Autour de la famille

Les enfants et la fratrie

Petit enfant

Évangile selon saint Matthieu 18. 1-10


Les disciples s'approchèrent de Jésus et lui dirent : « Qui donc est le plus grand dans le Royaume des cieux ? » Alors Jésus appela un petit enfant ; il le plaça au milieu d'eux, et il déclara : « Amen, je vous le dis : si vous ne changez pas pour devenir comme les petits enfants, vous n'entrerez point dans le Royaume des cieux.

Mais celui qui se fera petit comme cet enfant, c'est celui-là qui est le plus grand dans le Royaume des cieux. Et celui qui accueillera un enfant comme celui-ci en mon nom, c'est moi qu'il accueille. Celui qui entraînera la chute d'un seul de ces petits qui croient en moi, il est préférable pour lui qu'on lui accroche au cou une de ces meules que tournent les ânes, et qu'on l'engloutisse en pleine mer.

Malheureux le monde qui entraîne au péché par le scandale ! Il est fatal que le scandale arrive, mais malheureux celui par qui arrive le scandale !

Si ta main ou ton pied t'entraîne au péché, coupe-le et jette-le loin de toi. Il vaut mieux pour toi entrer dans la vie éternelle manchot ou boiteux, que d'être jeté avec tes deux mains ou tes deux pieds dans le feu éternel. Et si ton œil t'entraîne au péché, arrache-le et jette-le loin de toi.
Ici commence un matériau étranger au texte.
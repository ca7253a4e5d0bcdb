use std::fmt;
use std::str::FromStr;

use chrono::{DateTime, Utc};
use rust_decimal::Decimal;
use serde::{Deserialize, Serialize};

use crate::domain::customer::CustomerId;
use crate::domain::order::OrderId;
use crate::errors::DomainError;

#[derive(Clone, Copy, Debug, PartialEq, Eq, Hash, Serialize, Deserialize)]
#[serde(rename_all = "snake_case")]
pub enum PaymentMethod {
    CreditCard,
    DebitCard,
    Upi,
    NetBanking,
    Wallet,
    Cod,
    Emi,
}

impl PaymentMethod {
    pub const ALL: [PaymentMethod; 7] = [
        PaymentMethod::CreditCard,
        PaymentMethod::DebitCard,
        PaymentMethod::Upi,
        PaymentMethod::NetBanking,
        PaymentMethod::Wallet,
        PaymentMethod::Cod,
        PaymentMethod::Emi,
    ];

    pub fn as_str(self) -> &'static str {
        match self {
            Self::CreditCard => "credit_card",
            Self::DebitCard => "debit_card",
            Self::Upi => "upi",
            Self::NetBanking => "net_banking",
            Self::Wallet => "wallet",
            Self::Cod => "cod",
            Self::Emi => "emi",
        }
    }

    pub fn display_name(self) -> &'static str {
        match self {
            Self::CreditCard => "Credit Card",
            Self::DebitCard => "Debit Card",
            Self::Upi => "UPI (PhonePe/GPay/Paytm)",
            Self::NetBanking => "Net Banking",
            Self::Wallet => "Digital Wallet",
            Self::Cod => "Cash on Delivery",
            Self::Emi => "EMI (3/6/9/12 months)",
        }
    }

    pub fn icon(self) -> &'static str {
        match self {
            Self::CreditCard | Self::DebitCard => "💳",
            Self::Upi => "📱",
            Self::NetBanking => "🏦",
            Self::Wallet => "👛",
            Self::Cod => "💵",
            Self::Emi => "🔢",
        }
    }

    pub fn processing_time(self) -> &'static str {
        match self {
            Self::NetBanking => "2-5 minutes",
            Self::Cod => "On delivery",
            _ => "Instant",
        }
    }

    pub fn max_amount(self) -> Decimal {
        match self {
            Self::CreditCard | Self::Emi => Decimal::new(500_000, 0),
            Self::DebitCard => Decimal::new(200_000, 0),
            Self::Upi => Decimal::new(100_000, 0),
            Self::NetBanking => Decimal::new(1_000_000, 0),
            Self::Wallet => Decimal::new(50_000, 0),
            Self::Cod => Decimal::new(10_000, 0),
        }
    }

    pub fn min_amount(self) -> Decimal {
        match self {
            Self::Emi => Decimal::new(3_000, 0),
            _ => Decimal::ZERO,
        }
    }

    pub fn convenience_fee(self) -> Decimal {
        match self {
            Self::Cod => Decimal::new(50, 0),
            _ => Decimal::ZERO,
        }
    }

    pub fn is_card(self) -> bool {
        matches!(self, Self::CreditCard | Self::DebitCard)
    }
}

impl fmt::Display for PaymentMethod {
    fn fmt(&self, f: &mut fmt::Formatter<'_>) -> fmt::Result {
        f.write_str(self.as_str())
    }
}

impl FromStr for PaymentMethod {
    type Err = DomainError;

    fn from_str(value: &str) -> Result<Self, Self::Err> {
        Self::ALL
            .into_iter()
            .find(|method| method.as_str() == value.trim())
            .ok_or_else(|| DomainError::UnknownValue {
                kind: "payment method",
                value: value.to_string(),
            })
    }
}

#[derive(Clone, Copy, Debug, PartialEq, Eq, Serialize, Deserialize)]
#[serde(rename_all = "snake_case")]
pub enum PaymentStatus {
    Pending,
    Processing,
    Completed,
    Failed,
    Refunded,
}

impl PaymentStatus {
    pub fn as_str(self) -> &'static str {
        match self {
            Self::Pending => "pending",
            Self::Processing => "processing",
            Self::Completed => "completed",
            Self::Failed => "failed",
            Self::Refunded => "refunded",
        }
    }

    pub fn parse(value: &str) -> Option<Self> {
        match value {
            "pending" => Some(Self::Pending),
            "processing" => Some(Self::Processing),
            "completed" => Some(Self::Completed),
            "failed" => Some(Self::Failed),
            "refunded" => Some(Self::Refunded),
            _ => None,
        }
    }
}

#[derive(Clone, Debug, PartialEq, Eq, Hash, Serialize, Deserialize)]
pub struct TransactionId(pub String);

#[derive(Clone, Debug, PartialEq, Serialize, Deserialize)]
pub struct Transaction {
    pub id: TransactionId,
    pub order_id: OrderId,
    pub customer_id: CustomerId,
    pub amount: Decimal,
    pub method: PaymentMethod,
    pub status: PaymentStatus,
    pub failure_reason: Option<String>,
    pub refund_id: Option<String>,
    pub refund_amount: Option<Decimal>,
    pub created_at: DateTime<Utc>,
    pub updated_at: DateTime<Utc>,
    pub completed_at: Option<DateTime<Utc>>,
}

impl Transaction {
    pub fn can_transition_to(&self, next: PaymentStatus) -> bool {
        matches!(
            (self.status, next),
            (PaymentStatus::Pending, PaymentStatus::Processing)
                | (PaymentStatus::Pending, PaymentStatus::Completed)
                | (PaymentStatus::Pending, PaymentStatus::Failed)
                | (PaymentStatus::Processing, PaymentStatus::Completed)
                | (PaymentStatus::Processing, PaymentStatus::Failed)
                | (PaymentStatus::Failed, PaymentStatus::Completed)
                | (PaymentStatus::Completed, PaymentStatus::Refunded)
        )
    }

    pub fn transition_to(
        &mut self,
        next: PaymentStatus,
        at: DateTime<Utc>,
    ) -> Result<(), DomainError> {
        if !self.can_transition_to(next) {
            return Err(DomainError::InvalidPaymentTransition { from: self.status, to: next });
        }

        self.status = next;
        self.updated_at = at;
        if next == PaymentStatus::Completed {
            self.completed_at = Some(at);
        }
        Ok(())
    }
}

#[cfg(test)]
mod tests {
    use chrono::Utc;
    use rust_decimal::Decimal;

    use super::{PaymentMethod, PaymentStatus, Transaction, TransactionId};
    use crate::domain::customer::CustomerId;
    use crate::domain::order::OrderId;
    use crate::errors::DomainError;

    fn transaction(status: PaymentStatus) -> Transaction {
        let now = Utc::now();
        Transaction {
            id: TransactionId("TXN000000000001".to_string()),
            order_id: OrderId("ORD1".to_string()),
            customer_id: CustomerId("CUST1000".to_string()),
            amount: Decimal::new(1_000, 0),
            method: PaymentMethod::Upi,
            status,
            failure_reason: None,
            refund_id: None,
            refund_amount: None,
            created_at: now,
            updated_at: now,
            completed_at: None,
        }
    }

    #[test]
    fn method_parses_wire_names() {
        assert_eq!("net_banking".parse::<PaymentMethod>(), Ok(PaymentMethod::NetBanking));
        assert!("cheque".parse::<PaymentMethod>().is_err());
    }

    #[test]
    fn completion_stamps_timestamp() {
        let mut txn = transaction(PaymentStatus::Pending);
        txn.transition_to(PaymentStatus::Completed, Utc::now()).expect("pending -> completed");
        assert!(txn.completed_at.is_some());
    }

    #[test]
    fn only_completed_payments_refund() {
        let mut txn = transaction(PaymentStatus::Pending);
        let error = txn
            .transition_to(PaymentStatus::Refunded, Utc::now())
            .expect_err("pending -> refunded should fail");
        assert!(matches!(error, DomainError::InvalidPaymentTransition { .. }));
    }
}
Il vaut mieux pour toi entrer borgne dans la vie éternelle, que d'être jeté avec tes deux yeux dans la géhenne de feu.

Gardez-vous de mépriser un seul de ces petits, car, je vous le dis, leurs anges dans les cieux voient sans cesse la face de mon Père qui est aux cieux.»



Méditation
« Qui donc est le plus grand dans le Royaume des cieux ? »
Alors, Jésus appela un petit enfant.


 Frère Jean-Pierre Brice Olivier, Couvent de l'Annonciation


Petit enfant

Jésus ne nous recommande pas d'être un enfant, mais bien d'être comme un petit enfant. Il ne fait pas allusion, bien sûr, à cette idée naïve et fausse que l'enfant serait innocent et « pur ». Jésus ne se situe jamais dans la morale ou le bon sentiment.

Il s'agit comme toujours de relation avec un autre, d'échange avec le Père unique : celui du Fils et le nôtre. Les disciples interrogent pour savoir qui est le plus grand, voilà encore une attitude de gamins qui confrontent leurs attributs. La réponse de Jésus est surprenante, comme à son habitude : le plus grand, c'est le plus petit.
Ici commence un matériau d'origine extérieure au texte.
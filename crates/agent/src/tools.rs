use std::collections::BTreeMap;
use std::sync::Arc;

use async_trait::async_trait;
use serde::de::DeserializeOwned;
use serde::Serialize;
use serde_json::{json, Map, Value};
use thiserror::Error;

use shopwise_db::RepositoryError;

#[derive(Debug, Error)]
pub enum ToolError {
    #[error("unknown tool `{0}`")]
    UnknownTool(String),
    #[error("invalid arguments for `{tool}`: {message}")]
    InvalidArguments { tool: String, message: String },
    #[error("storage failure: {0}")]
    Storage(String),
    #[error("could not serialize output of `{tool}`: {message}")]
    Serialization { tool: String, message: String },
}

impl From<RepositoryError> for ToolError {
    fn from(error: RepositoryError) -> Self {
        Self::Storage(error.to_string())
    }
}

/// What a specialist prompt advertises for one tool.
#[derive(Clone, Debug, PartialEq, Serialize)]
pub struct ToolSpec {
    pub name: String,
    pub description: String,
    pub parameters: Value,
}

#[async_trait]
pub trait Tool: Send + Sync {
    fn name(&self) -> &'static str;
    fn description(&self) -> &'static str;
    /// JSON-schema style object describing the accepted arguments.
    fn parameters(&self) -> Value;
    async fn execute(&self, arguments: Value) -> Result<Value, ToolError>;
}

#[derive(Clone, Default)]
pub struct ToolRegistry {
    tools: BTreeMap<String, Arc<dyn Tool>>,
}

impl ToolRegistry {
    pub fn register<T>(&mut self, tool: T)
    where
        T: Tool + 'static,
    {
        self.tools.insert(tool.name().to_string(), Arc::new(tool));
    }

    pub fn with<T>(mut self, tool: T) -> Self
    where
        T: Tool + 'static,
    {
        self.register(tool);
        self
    }

    pub fn specs(&self) -> Vec<ToolSpec> {
        self.tools
            .values()
            .map(|tool| ToolSpec {
                name: tool.name().to_string(),
                description: tool.description().to_string(),
                parameters: tool.parameters(),
            })
            .collect()
    }

    pub async fn execute(&self, name: &str, arguments: Value) -> Result<Value, ToolError> {
        let tool = self.tools.get(name).ok_or_else(|| ToolError::UnknownTool(name.to_string()))?;
        tool.execute(arguments).await
    }

    pub fn names(&self) -> Vec<&str> {
        self.tools.keys().map(String::as_str).collect()
    }

    pub fn contains(&self, name: &str) -> bool {
        self.tools.contains_key(name)
    }

    pub fn len(&self) -> usize {
        self.tools.len()
    }

    pub fn is_empty(&self) -> bool {
        self.tools.is_empty()
    }
}

/// Decodes tool arguments. A missing (`null`) argument object is treated as
/// empty so tools whose fields are all optional can be called bare.
pub fn parse_arguments<T: DeserializeOwned>(tool: &str, arguments: Value) -> Result<T, ToolError> {
    let arguments = match arguments {
        Value::Null => Value::Object(Map::new()),
        other => other,
    };
    serde_json::from_value(arguments).map_err(|error| ToolError::InvalidArguments {
        tool: tool.to_string(),
        message: error.to_string(),
    })
}

pub fn to_output<T: Serialize>(tool: &str, output: &T) -> Result<Value, ToolError> {
    serde_json::to_value(output).map_err(|error| ToolError::Serialization {
        tool: tool.to_string(),
        message: error.to_string(),
    })
}

/// Builds an object schema from `(name, type, description)` triples. Names
/// listed in `required` are marked as such.
pub fn object_schema(properties: &[(&str, &str, &str)], required: &[&str]) -> Value {
    let properties: Map<String, Value> = properties
        .iter()
        .map(|(name, kind, description)| {
            ((*name).to_string(), json!({ "type": kind, "description": description }))
        })
        .collect();
    json!({ "type": "object", "properties": properties, "required": required })
}

/// Declares a tool struct that decodes its arguments into `$args` and
/// forwards to `$method` on a shared context.
macro_rules! tool {
    (
        $(#[$meta:meta])*
        $ty:ident on $ctx:ty {
            name: $name:literal,
            description: $description:literal,
            parameters: $parameters:expr,
            call: $method:ident($args:ty) $(,)?
        }
    ) => {
        $(#[$meta])*
        pub struct $ty(pub ::std::sync::Arc<$ctx>);

        #[::async_trait::async_trait]
        impl $crate::tools::Tool for $ty {
            fn name(&self) -> &'static str {
                $name
            }

            fn description(&self) -> &'static str {
                $description
            }

            fn parameters(&self) -> ::serde_json::Value {
                $parameters
            }

            async fn execute(
                &self,
                arguments: ::serde_json::Value,
            ) -> Result<::serde_json::Value, $crate::tools::ToolError> {
                let args: $args = $crate::tools::parse_arguments($name, arguments)?;
                let output = self.0.$method(args).await?;
                $crate::tools::to_output($name, &output)
            }
        }
    };
}

pub(crate) use tool;

#[cfg(test)]
mod tests {
    use std::sync::Arc;

    use serde::{Deserialize, Serialize};
    use serde_json::json;

    use super::{object_schema, parse_arguments, ToolError, ToolRegistry};

    struct Counter {
        step: u32,
    }

    #[derive(Deserialize)]
    struct AddArgs {
        value: u32,
        #[serde(default)]
        times: Option<u32>,
    }

    #[derive(Serialize)]
    struct AddOutput {
        total: u32,
    }

    impl Counter {
        async fn add(&self, args: AddArgs) -> Result<AddOutput, ToolError> {
            Ok(AddOutput { total: args.value + self.step * args.times.unwrap_or(1) })
        }
    }

    tool! {
        AddTool on Counter {
            name: "add",
            description: "Adds the configured step to a value.",
            parameters: object_schema(&[("value", "integer", "Starting value")], &["value"]),
            call: add(AddArgs),
        }
    }

    #[tokio::test]
    async fn registry_dispatches_by_name() -> Result<(), String> {
        let registry = ToolRegistry::default().with(AddTool(Arc::new(Counter { step: 5 })));

        assert_eq!(registry.len(), 1);
        assert_eq!(registry.names(), vec!["add"]);
        let output = registry
            .execute("add", json!({ "value": 1, "times": 2 }))
            .await
            .map_err(|e| e.to_string())?;
        assert_eq!(output, json!({ "total": 11 }));

        let specs = registry.specs();
        assert_eq!(specs[0].parameters["required"], json!(["value"]));
        Ok(())
    }

    #[tokio::test]
    async fn unknown_tools_and_bad_arguments_are_errors() {
        let registry = ToolRegistry::default().with(AddTool(Arc::new(Counter { step: 1 })));

        assert!(matches!(
            registry.execute("subtract", json!({})).await,
            Err(ToolError::UnknownTool(name)) if name == "subtract"
        ));
        assert!(matches!(
            registry.execute("add", json!({ "value": "seven" })).await,
            Err(ToolError::InvalidArguments { tool, .. }) if tool == "add"
        ));
    }

    #[test]
    fn null_arguments_decode_as_empty_object() {
        #[derive(Deserialize)]
        struct Optional {
            #[serde(default)]
            limit: Option<u32>,
        }
        let parsed: Result<Optional, _> = parse_arguments("list", serde_json::Value::Null);
        assert!(matches!(parsed, Ok(Optional { limit: None })));
    }
}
À l'inverse du monde, celui qui n'a rien, qui ne peut rien et qui ne sait rien, c'est lui qui est grand.

Nous retrouvons ici les béatitudes : les valeurs qui authentifient dès aujourd'hui notre appartenance au Royaume sont contraires à tout ce que le monde promeut. Se savoir petit et tout attendre, tout recevoir du Père, est la juste posture pour ne pas être dans une pose infatuée.
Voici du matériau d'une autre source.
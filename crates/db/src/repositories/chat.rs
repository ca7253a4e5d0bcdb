use sqlx::Row;

use shopwise_core::domain::conversation::{ChatRole, StoredMessage};

use super::{
    decode_error, format_timestamp, from_json, limit_arg, parse_timestamp, to_json,
    ChatHistoryRepository, RepositoryError, SessionSummary,
};
use crate::DbPool;

pub struct SqlChatHistoryRepository {
    pool: DbPool,
}

impl SqlChatHistoryRepository {
    pub fn new(pool: DbPool) -> Self {
        Self { pool }
    }
}

fn row_to_message(row: &sqlx::sqlite::SqliteRow) -> Result<StoredMessage, RepositoryError> {
    let role: String = row.try_get("role").map_err(decode_error)?;
    let metadata_json: String = row.try_get("metadata_json").map_err(decode_error)?;
    let created_at: String = row.try_get("created_at").map_err(decode_error)?;

    Ok(StoredMessage {
        session_id: row.try_get("session_id").map_err(decode_error)?,
        customer_id: row.try_get("customer_id").map_err(decode_error)?,
        role: ChatRole::parse(&role)
            .ok_or_else(|| RepositoryError::Decode(format!("unknown chat role `{role}`")))?,
        content: row.try_get("content").map_err(decode_error)?,
        metadata: from_json(&metadata_json)?,
        created_at: parse_timestamp(&created_at)?,
    })
}

#[async_trait::async_trait]
impl ChatHistoryRepository for SqlChatHistoryRepository {
    async fn save_message(&self, message: StoredMessage) -> Result<(), RepositoryError> {
        sqlx::query(
            "INSERT INTO chat_history (session_id, customer_id, role, content, metadata_json,
                                       created_at)
             VALUES (?, ?, ?, ?, ?, ?)",
        )
        .bind(&message.session_id)
        .bind(&message.customer_id)
        .bind(message.role.as_str())
        .bind(&message.content)
        .bind(to_json(&message.metadata)?)
        .bind(format_timestamp(message.created_at))
        .execute(&self.pool)
        .await?;

        Ok(())
    }

    async fn history(
        &self,
        session_id: &str,
        limit: usize,
    ) -> Result<Vec<StoredMessage>, RepositoryError> {
        let rows = sqlx::query(
            "SELECT session_id, customer_id, role, content, metadata_json, created_at
             FROM (
                 SELECT id, session_id, customer_id, role, content, metadata_json, created_at
                 FROM chat_history
                 WHERE session_id = ?
                 ORDER BY id DESC
                 LIMIT ?
             )
             ORDER BY id ASC",
        )
        .bind(session_id)
        .bind(limit_arg(limit))
        .fetch_all(&self.pool)
        .await?;

        rows.iter().map(row_to_message).collect()
    }

    async fn customer_sessions(
        &self,
        customer_id: &str,
        limit: usize,
    ) -> Result<Vec<SessionSummary>, RepositoryError> {
        let rows = sqlx::query(
            "SELECT session_id, MAX(created_at) AS last_message_at, COUNT(*) AS message_count
             FROM chat_history
             WHERE customer_id = ?
             GROUP BY session_id
             ORDER BY last_message_at DESC
             LIMIT ?",
        )
        .bind(customer_id)
        .bind(limit_arg(limit))
        .fetch_all(&self.pool)
        .await?;

        rows.iter()
            .map(|row| {
                let last_message_at: String =
                    row.try_get("last_message_at").map_err(decode_error)?;
                let message_count: i64 = row.try_get("message_count").map_err(decode_error)?;
                Ok(SessionSummary {
                    session_id: row.try_get("session_id").map_err(decode_error)?,
                    last_message_at: parse_timestamp(&last_message_at)?,
                    message_count: u32::try_from(message_count).map_err(decode_error)?,
                })
            })
            .collect()
    }
}

#[cfg(test)]
mod tests {
    use chrono::{Duration, Utc};
    use serde_json::json;

    use shopwise_core::domain::conversation::{ChatRole, StoredMessage};

    use super::SqlChatHistoryRepository;
    use crate::repositories::ChatHistoryRepository;
    use crate::{connect_with_settings, migrations};

    #[tokio::test]
    async fn history_returns_latest_window_in_order() -> Result<(), String> {
        let pool =
            connect_with_settings("sqlite::memory:", 1, 30).await.map_err(|e| e.to_string())?;
        migrations::run_pending(&pool).await.map_err(|e| e.to_string())?;
        let repo = SqlChatHistoryRepository::new(pool);
        let start = Utc::now();

        for (index, (session, role, content)) in [
            ("session_a", ChatRole::User, "hi"),
            ("session_a", ChatRole::Assistant, "Hello there!"),
            ("session_a", ChatRole::User, "show me shoes"),
            ("session_b", ChatRole::User, "track my order"),
        ]
        .into_iter()
        .enumerate()
        {
            repo.save_message(StoredMessage {
                session_id: session.to_string(),
                customer_id: "CUST1000".to_string(),
                role,
                content: content.to_string(),
                metadata: json!({ "intent": "greeting", "has_products": false }),
                created_at: start + Duration::seconds(index as i64),
            })
            .await
            .map_err(|e| e.to_string())?;
        }

        let window = repo.history("session_a", 2).await.map_err(|e| e.to_string())?;
        let contents: Vec<&str> = window.iter().map(|m| m.content.as_str()).collect();
        assert_eq!(contents, vec!["Hello there!", "show me shoes"]);
        assert_eq!(window[0].role, ChatRole::Assistant);
        assert_eq!(window[0].metadata["has_products"], json!(false));

        let sessions = repo.customer_sessions("CUST1000", 10).await.map_err(|e| e.to_string())?;
        assert_eq!(sessions.len(), 2);
        assert_eq!(sessions[0].session_id, "session_b");
        assert_eq!(sessions[1].message_count, 3);
        Ok(())
    }
}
La parole de Jésus va loin, elle est radicale et sévère pour ceux qui méprisent et entraînent la chute ou le scandale d'un petit.

Les arrogants et les présomptueux sont prévenus, les suffisants qui se suffisent et n'ont besoin des autres que pour s'en servir et les écraser sont avertis : le Bon-Dieu les a à l'oeil car il est toujours du côté de l'humilié.

Les petits parmi nous connaissent bien ces situations, qu'ils se souviennent que leur ange voit sans cesse la face du Père.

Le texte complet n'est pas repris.